(Collected data)

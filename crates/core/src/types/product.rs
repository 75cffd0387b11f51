//! Catalog and cart records as returned by the hosted backend.
//!
//! Field names follow the backend's column names so the rows deserialize
//! directly from the REST responses.

use chrono::{DateTime, Utc};
use serde::{Deserialize, Deserializer, Serialize};

use super::{CartLineId, Price, ProductId, Quantity, UserId};

/// Nullable columns come back as explicit `null`; read those as the default.
fn null_as_default<'de, D, T>(deserializer: D) -> Result<T, D::Error>
where
    D: Deserializer<'de>,
    T: Default + Deserialize<'de>,
{
    Ok(Option::<T>::deserialize(deserializer)?.unwrap_or_default())
}

/// A catalog product (row of the `products` table).
///
/// Read-only from the storefront's point of view.
#[derive(Debug, Clone, PartialEq, Eq, Serialize, Deserialize)]
pub struct Product {
    pub id: ProductId,
    pub name: String,
    #[serde(default, deserialize_with = "null_as_default")]
    pub description: String,
    pub price: Price,
    /// Image URL, usually pointing at the backend's storage bucket.
    #[serde(default)]
    pub image_url: Option<String>,
    #[serde(default, deserialize_with = "null_as_default")]
    pub category: String,
    /// Units on hand.
    #[serde(default, deserialize_with = "null_as_default")]
    pub stock: u32,
    pub created_at: DateTime<Utc>,
}

impl Product {
    /// Whether at least one unit is on hand.
    #[must_use]
    pub const fn in_stock(&self) -> bool {
        self.stock > 0
    }

    /// Stock line shown on the detail page.
    #[must_use]
    pub fn stock_label(&self) -> String {
        if self.in_stock() {
            format!("{} in stock", self.stock)
        } else {
            "Out of stock".to_string()
        }
    }
}

/// A product row to insert, as written by the catalog seeder.
///
/// The backend assigns `id` and `created_at`.
#[derive(Debug, Clone, PartialEq, Eq, Serialize, Deserialize)]
pub struct NewProduct {
    pub name: String,
    #[serde(default, deserialize_with = "null_as_default")]
    pub description: String,
    pub price: Price,
    #[serde(default, skip_serializing_if = "Option::is_none")]
    pub image_url: Option<String>,
    #[serde(default, deserialize_with = "null_as_default")]
    pub category: String,
    #[serde(default, deserialize_with = "null_as_default")]
    pub stock: u32,
}

/// Product fields embedded in a cart line (`product:products(...)` join).
#[derive(Debug, Clone, PartialEq, Eq, Serialize, Deserialize)]
pub struct CartProduct {
    pub id: ProductId,
    pub name: String,
    pub price: Price,
    #[serde(default)]
    pub image_url: Option<String>,
}

impl From<&Product> for CartProduct {
    fn from(product: &Product) -> Self {
        Self {
            id: product.id,
            name: product.name.clone(),
            price: product.price,
            image_url: product.image_url.clone(),
        }
    }
}

/// One (user, product, quantity) record of the `cart_items` table.
#[derive(Debug, Clone, PartialEq, Eq, Serialize, Deserialize)]
pub struct CartLine {
    pub id: CartLineId,
    pub user_id: UserId,
    pub product_id: ProductId,
    pub quantity: Quantity,
    pub product: CartProduct,
}

impl CartLine {
    /// Unit price times quantity.
    #[must_use]
    pub fn line_total(&self) -> Price {
        self.product.price.times(self.quantity)
    }
}
//! CLI subcommand implementations.

pub mod migrate;
pub mod seed;
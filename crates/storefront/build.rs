//! Build script for the storefront crate.
//!
//! Fingerprints the stylesheet and the page script so both can be served
//! with long-lived cache headers. Each asset is copied to
//! `static/<dir>/derived/<stem>.<hash>.<ext>` and its hash is exported as a
//! compile-time environment variable for the `asset_path` template filter.

use std::env;
use std::fs;
use std::io;
use std::path::Path;

use sha2::{Digest, Sha256};

/// (directory under `static/`, file stem, extension, env var).
const ASSETS: &[(&str, &str, &str, &str)] = &[
    ("css", "main", "css", "CSS_HASH"),
    ("js", "app", "js", "APP_JS_HASH"),
];

fn main() {
    let manifest_dir =
        env::var("CARGO_MANIFEST_DIR").expect("CARGO_MANIFEST_DIR must be set by Cargo");
    let static_dir = Path::new(&manifest_dir).join("static");

    for &(dir, stem, ext, var) in ASSETS {
        let source = static_dir.join(dir).join(format!("{stem}.{ext}"));
        println!("cargo:rerun-if-changed={}", source.display());

        match fingerprint(&source, &static_dir.join(dir).join("derived"), stem, ext) {
            Ok(hash) => println!("cargo:rustc-env={var}={hash}"),
            Err(e) => {
                // The filter falls back to the unhashed path on an empty hash
                println!("cargo:warning=Could not fingerprint {}: {e}", source.display());
                println!("cargo:rustc-env={var}=");
            }
        }
    }
}

/// Copy `source` into `derived_dir` under its content hash; returns the hash.
fn fingerprint(source: &Path, derived_dir: &Path, stem: &str, ext: &str) -> io::Result<String> {
    let content = fs::read(source)?;
    let digest = format!("{:x}", Sha256::digest(&content));
    let short_hash = digest[..8].to_string();

    fs::create_dir_all(derived_dir)?;
    let derived = derived_dir.join(format!("{stem}.{short_hash}.{ext}"));
    if !derived.exists() {
        fs::write(&derived, &content)?;
    }

    Ok(short_hash)
}
//! Pre-submission checks for the sign-in and sign-up forms.
//!
//! These run before any request reaches the auth backend, so an obviously
//! bad form never costs a network round-trip.

use thiserror::Error;

use crate::types::{Email, EmailError};

/// Minimum password length, in characters.
pub const MIN_PASSWORD_LENGTH: usize = 6;

/// A form value rejected before submission.
#[derive(Debug, Clone, PartialEq, Eq, Error)]
pub enum ValidationError {
    /// The email is not a well-formed address or is too long.
    #[error("Invalid email address: {0}")]
    InvalidEmail(#[from] EmailError),

    /// The password is shorter than [`MIN_PASSWORD_LENGTH`].
    #[error("Password must be at least {min} characters")]
    PasswordTooShort {
        /// Required minimum length.
        min: usize,
    },

    /// The sign-up password and its confirmation differ.
    #[error("Passwords don't match")]
    PasswordMismatch,
}

/// Check an email address.
///
/// # Errors
///
/// Returns `ValidationError::InvalidEmail` if the address is malformed or
/// longer than [`Email::MAX_LENGTH`].
pub fn validate_email(input: &str) -> Result<Email, ValidationError> {
    Ok(Email::parse(input)?)
}

/// Check a password's length.
///
/// # Errors
///
/// Returns `ValidationError::PasswordTooShort` if the password has fewer than
/// [`MIN_PASSWORD_LENGTH`] characters.
pub fn validate_password(input: &str) -> Result<(), ValidationError> {
    if input.chars().count() < MIN_PASSWORD_LENGTH {
        return Err(ValidationError::PasswordTooShort {
            min: MIN_PASSWORD_LENGTH,
        });
    }
    Ok(())
}

/// Check that the sign-up confirmation matches the password.
///
/// # Errors
///
/// Returns `ValidationError::PasswordMismatch` if they differ.
pub fn validate_password_confirmation(password: &str, confirm: &str) -> Result<(), ValidationError> {
    if password != confirm {
        return Err(ValidationError::PasswordMismatch);
    }
    Ok(())
}

#[cfg(test)]
mod tests {
    use super::*;

    #[test]
    fn test_email_examples() {
        assert!(matches!(
            validate_email("not-an-email"),
            Err(ValidationError::InvalidEmail(EmailError::MissingAtSymbol))
        ));
        assert!(validate_email("a@b.com").is_ok());
    }

    #[test]
    fn test_email_too_long_is_format_error() {
        let long = format!("{}@example.com", "x".repeat(300));
        assert!(matches!(
            validate_email(&long),
            Err(ValidationError::InvalidEmail(EmailError::TooLong { .. }))
        ));
    }

    #[test]
    fn test_password_examples() {
        assert_eq!(
            validate_password("abc"),
            Err(ValidationError::PasswordTooShort { min: 6 })
        );
        assert_eq!(validate_password("abcdef"), Ok(()));
    }

    #[test]
    fn test_password_counts_characters_not_bytes() {
        // Five multi-byte characters are still too short.
        assert!(validate_password("ééééé").is_err());
        assert!(validate_password("éééééé").is_ok());
    }

    #[test]
    fn test_password_confirmation() {
        assert_eq!(validate_password_confirmation("secret1", "secret1"), Ok(()));
        assert_eq!(
            validate_password_confirmation("secret1", "secret2"),
            Err(ValidationError::PasswordMismatch)
        );
    }

    #[test]
    fn test_messages() {
        assert_eq!(
            ValidationError::PasswordTooShort { min: 6 }.to_string(),
            "Password must be at least 6 characters"
        );
        assert_eq!(
            ValidationError::InvalidEmail(EmailError::MissingAtSymbol).to_string(),
            "Invalid email address: email must contain an @ symbol"
        );
    }
}
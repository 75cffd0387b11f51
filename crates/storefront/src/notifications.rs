//! Transient user notifications ("toasts").
//!
//! HTMX responses carry toasts in the `HX-Trigger` header; `static/js/app.js`
//! listens for the `toast` event and renders them. Full-page flows (redirects)
//! carry a [`Notice`] code in the query string instead, which the target page
//! turns back into a toast.

use std::fmt::Write;

use axum::http::HeaderValue;
use axum::response::{IntoResponseParts, ResponseParts};
use serde::{Deserialize, Serialize};

/// Event fired after any cart mutation; the navbar badge refreshes on it.
pub const CART_UPDATED_EVENT: &str = "cart-updated";

/// Toast styling.
#[derive(Debug, Clone, Copy, PartialEq, Eq, Serialize)]
#[serde(rename_all = "lowercase")]
pub enum ToastVariant {
    Default,
    Destructive,
}

/// A notification shown briefly to the user.
#[derive(Debug, Clone, PartialEq, Eq, Serialize)]
pub struct Toast {
    pub title: String,
    pub description: String,
    pub variant: ToastVariant,
}

impl Toast {
    /// An informational toast.
    #[must_use]
    pub fn info(title: impl Into<String>, description: impl Into<String>) -> Self {
        Self {
            title: title.into(),
            description: description.into(),
            variant: ToastVariant::Default,
        }
    }

    /// An error toast.
    #[must_use]
    pub fn error(title: impl Into<String>, description: impl Into<String>) -> Self {
        Self {
            title: title.into(),
            description: description.into(),
            variant: ToastVariant::Destructive,
        }
    }

    /// Whether this toast reports a failure.
    #[must_use]
    pub fn is_error(&self) -> bool {
        self.variant == ToastVariant::Destructive
    }
}

/// `HX-Trigger` response header carrying client-side events.
///
/// Used as a response part: `(HxTrigger::cart_updated().with_toast(t), body)`.
#[derive(Debug, Clone, Default)]
pub struct HxTrigger {
    toast: Option<Toast>,
    cart_updated: bool,
}

impl HxTrigger {
    /// Trigger only a toast.
    #[must_use]
    pub fn toast(toast: Toast) -> Self {
        Self {
            toast: Some(toast),
            cart_updated: false,
        }
    }

    /// Trigger the cart-updated event.
    #[must_use]
    pub fn cart_updated() -> Self {
        Self {
            toast: None,
            cart_updated: true,
        }
    }

    /// Add a toast, if any.
    #[must_use]
    pub fn with_toast(mut self, toast: Option<Toast>) -> Self {
        self.toast = toast;
        self
    }

    /// JSON value of the header.
    fn header_json(&self) -> serde_json::Value {
        let mut events = serde_json::Map::new();
        if let Some(toast) = &self.toast {
            events.insert(
                "toast".to_string(),
                serde_json::to_value(toast).unwrap_or_default(),
            );
        }
        if self.cart_updated {
            events.insert(CART_UPDATED_EVENT.to_string(), serde_json::Value::Bool(true));
        }
        serde_json::Value::Object(events)
    }
}

impl IntoResponseParts for HxTrigger {
    type Error = std::convert::Infallible;

    fn into_response_parts(self, mut res: ResponseParts) -> Result<ResponseParts, Self::Error> {
        if self.toast.is_none() && !self.cart_updated {
            return Ok(res);
        }

        // Header values must be visible ASCII; escape anything else.
        let json = ascii_json(&self.header_json().to_string());
        match HeaderValue::from_str(&json) {
            Ok(value) => {
                res.headers_mut().insert("HX-Trigger", value);
            }
            Err(e) => tracing::warn!("Failed to encode HX-Trigger header: {e}"),
        }
        Ok(res)
    }
}

/// Replace non-ASCII characters in serialized JSON with `\uXXXX` escapes.
fn ascii_json(json: &str) -> String {
    let mut out = String::with_capacity(json.len());
    for c in json.chars() {
        if c.is_ascii() {
            out.push(c);
        } else {
            let mut units = [0u16; 2];
            for unit in c.encode_utf16(&mut units) {
                let _ = write!(out, "\\u{unit:04x}");
            }
        }
    }
    out
}

/// Notice codes carried across redirects in the `notice` query parameter.
#[derive(Debug, Clone, Copy, PartialEq, Eq, Serialize, Deserialize)]
#[serde(rename_all = "snake_case")]
pub enum Notice {
    SignedIn,
    SignedUp,
    SignedOut,
    CheckEmail,
    SignInRequired,
}

impl Notice {
    /// Query-string value of this notice.
    #[must_use]
    pub const fn code(self) -> &'static str {
        match self {
            Self::SignedIn => "signed_in",
            Self::SignedUp => "signed_up",
            Self::SignedOut => "signed_out",
            Self::CheckEmail => "check_email",
            Self::SignInRequired => "sign_in_required",
        }
    }

    /// `path` with this notice appended.
    #[must_use]
    pub fn location(self, path: &str) -> String {
        format!("{path}?notice={}", self.code())
    }

    /// The toast this notice shows.
    #[must_use]
    pub fn toast(self) -> Toast {
        match self {
            Self::SignedIn => Toast::info("Welcome back!", "You've successfully signed in"),
            Self::SignedUp => Toast::info("Account Created!", "Welcome to ShopHub"),
            Self::SignedOut => Toast::info("Signed out", "You've been signed out"),
            Self::CheckEmail => Toast::info(
                "Check your email",
                "Confirm your email address, then sign in",
            ),
            Self::SignInRequired => Toast::error(
                "Please Sign In",
                "Create an account or sign in to add items to your cart",
            ),
        }
    }
}

/// Query parameters accepted by pages that can show a notice.
#[derive(Debug, Default, Deserialize)]
pub struct NoticeQuery {
    /// Unknown codes are ignored rather than rejected.
    #[serde(default, deserialize_with = "lenient_notice")]
    pub notice: Option<Notice>,
}

fn lenient_notice<'de, D>(deserializer: D) -> Result<Option<Notice>, D::Error>
where
    D: serde::Deserializer<'de>,
{
    let raw = Option::<String>::deserialize(deserializer)?;
    Ok(raw.and_then(|code| {
        serde_json::from_value(serde_json::Value::String(code)).ok()
    }))
}

#[cfg(test)]
#[allow(clippy::unwrap_used)]
mod tests {
    use axum::response::IntoResponse;

    use super::*;

    fn header(trigger: HxTrigger) -> Option<serde_json::Value> {
        let response = (trigger, "body").into_response();
        response
            .headers()
            .get("HX-Trigger")
            .map(|value| serde_json::from_slice(value.as_bytes()).unwrap())
    }

    #[test]
    fn test_cart_updated_with_toast() {
        let trigger = HxTrigger::cart_updated()
            .with_toast(Some(Toast::info("Success", "Item added to cart")));
        let json = header(trigger).unwrap();

        assert_eq!(json["cart-updated"], true);
        assert_eq!(json["toast"]["title"], "Success");
        assert_eq!(json["toast"]["description"], "Item added to cart");
        assert_eq!(json["toast"]["variant"], "default");
    }

    #[test]
    fn test_empty_trigger_sets_no_header() {
        assert!(header(HxTrigger::default()).is_none());
    }

    #[test]
    fn test_non_ascii_is_escaped() {
        let trigger = HxTrigger::toast(Toast::error("Erreur", "Caf\u{e9} introuvable"));
        let json = header(trigger).unwrap();
        assert_eq!(json["toast"]["description"], "Caf\u{e9} introuvable");
        assert_eq!(json["toast"]["variant"], "destructive");
    }

    #[test]
    fn test_notice_location_and_toast() {
        assert_eq!(
            Notice::SignInRequired.location("/auth"),
            "/auth?notice=sign_in_required"
        );
        assert!(Notice::SignInRequired.toast().is_error());
        assert_eq!(Notice::SignedIn.toast().title, "Welcome back!");
    }

    #[test]
    fn test_notice_query_ignores_unknown_codes() {
        let query: NoticeQuery = serde_json::from_str(r#"{"notice":"bogus"}"#).unwrap();
        assert_eq!(query.notice, None);

        let query: NoticeQuery = serde_json::from_str(r#"{"notice":"check_email"}"#).unwrap();
        assert_eq!(query.notice, Some(Notice::CheckEmail));
    }
}
//! Newtype IDs for type-safe entity references.
//!
//! The hosted backend keys every row with a UUID. Use the `define_id!` macro
//! to create wrappers that prevent accidentally passing a cart line ID where
//! a product ID is expected.

/// Macro to define a type-safe UUID wrapper.
///
/// Creates a newtype wrapper around [`uuid::Uuid`] with:
/// - `Serialize`/`Deserialize` with `#[serde(transparent)]`
/// - `Debug`, `Clone`, `Copy`, `PartialEq`, `Eq`, `Hash`
/// - Conversion methods: `new()`, `generate()`, `as_uuid()`
/// - `Display`, `FromStr`, `From<Uuid>` and `Into<Uuid>` implementations
///
/// # Example
///
/// ```rust
/// # use shophub_core::define_id;
/// define_id!(WishlistId);
/// define_id!(ReviewId);
///
/// let wishlist_id = WishlistId::generate();
/// let review_id = ReviewId::generate();
///
/// // These are different types, so this won't compile:
/// // let _: WishlistId = review_id;
/// ```
#[macro_export]
macro_rules! define_id {
    ($name:ident) => {
        #[derive(
            Debug,
            Clone,
            Copy,
            PartialEq,
            Eq,
            Hash,
            ::serde::Serialize,
            ::serde::Deserialize
        )]
        #[serde(transparent)]
        pub struct $name(::uuid::Uuid);

        impl $name {
            /// Wrap an existing UUID.
            #[must_use]
            pub const fn new(id: ::uuid::Uuid) -> Self {
                Self(id)
            }

            /// Generate a new random (v4) ID.
            #[must_use]
            pub fn generate() -> Self {
                Self(::uuid::Uuid::new_v4())
            }

            /// Get the underlying UUID.
            #[must_use]
            pub const fn as_uuid(&self) -> &::uuid::Uuid {
                &self.0
            }
        }

        impl ::core::fmt::Display for $name {
            fn fmt(&self, f: &mut ::core::fmt::Formatter<'_>) -> ::core::fmt::Result {
                write!(f, "{}", self.0)
            }
        }

        impl ::core::str::FromStr for $name {
            type Err = ::uuid::Error;

            fn from_str(s: &str) -> ::core::result::Result<Self, Self::Err> {
                ::uuid::Uuid::parse_str(s).map(Self)
            }
        }

        impl From<::uuid::Uuid> for $name {
            fn from(id: ::uuid::Uuid) -> Self {
                Self(id)
            }
        }

        impl From<$name> for ::uuid::Uuid {
            fn from(id: $name) -> Self {
                id.0
            }
        }
    };
}

// Define standard entity IDs
define_id!(UserId);
define_id!(ProductId);
define_id!(CartLineId);

#[cfg(test)]
#[allow(clippy::unwrap_used)]
mod tests {
    use super::*;

    #[test]
    fn test_parse_and_display() {
        let raw = "6f1c1a3e-9a47-4c55-b1d4-2f0f4a1e8c11";
        let id: ProductId = raw.parse().unwrap();
        assert_eq!(id.to_string(), raw);
    }

    #[test]
    fn test_parse_rejects_garbage() {
        assert!("not-a-uuid".parse::<CartLineId>().is_err());
    }

    #[test]
    fn test_serde_transparent() {
        let id = UserId::generate();
        let json = serde_json::to_string(&id).unwrap();
        assert_eq!(json, format!("\"{id}\""));

        let parsed: UserId = serde_json::from_str(&json).unwrap();
        assert_eq!(parsed, id);
    }
}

- **EXERCISE OBJECTIVE**: Copy every line from the records above that contains the word "Welcome".

- **COMPLETED TASK**:
            Self::SignedIn => Toast::info("Welcome back!", "You've successfully signed in"),
            Self::SignedUp => Toast::info("Account Created!", "Welcome to ShopHub"),
        assert_eq!(Notice::SignedIn.toast().title, "Welcome back!");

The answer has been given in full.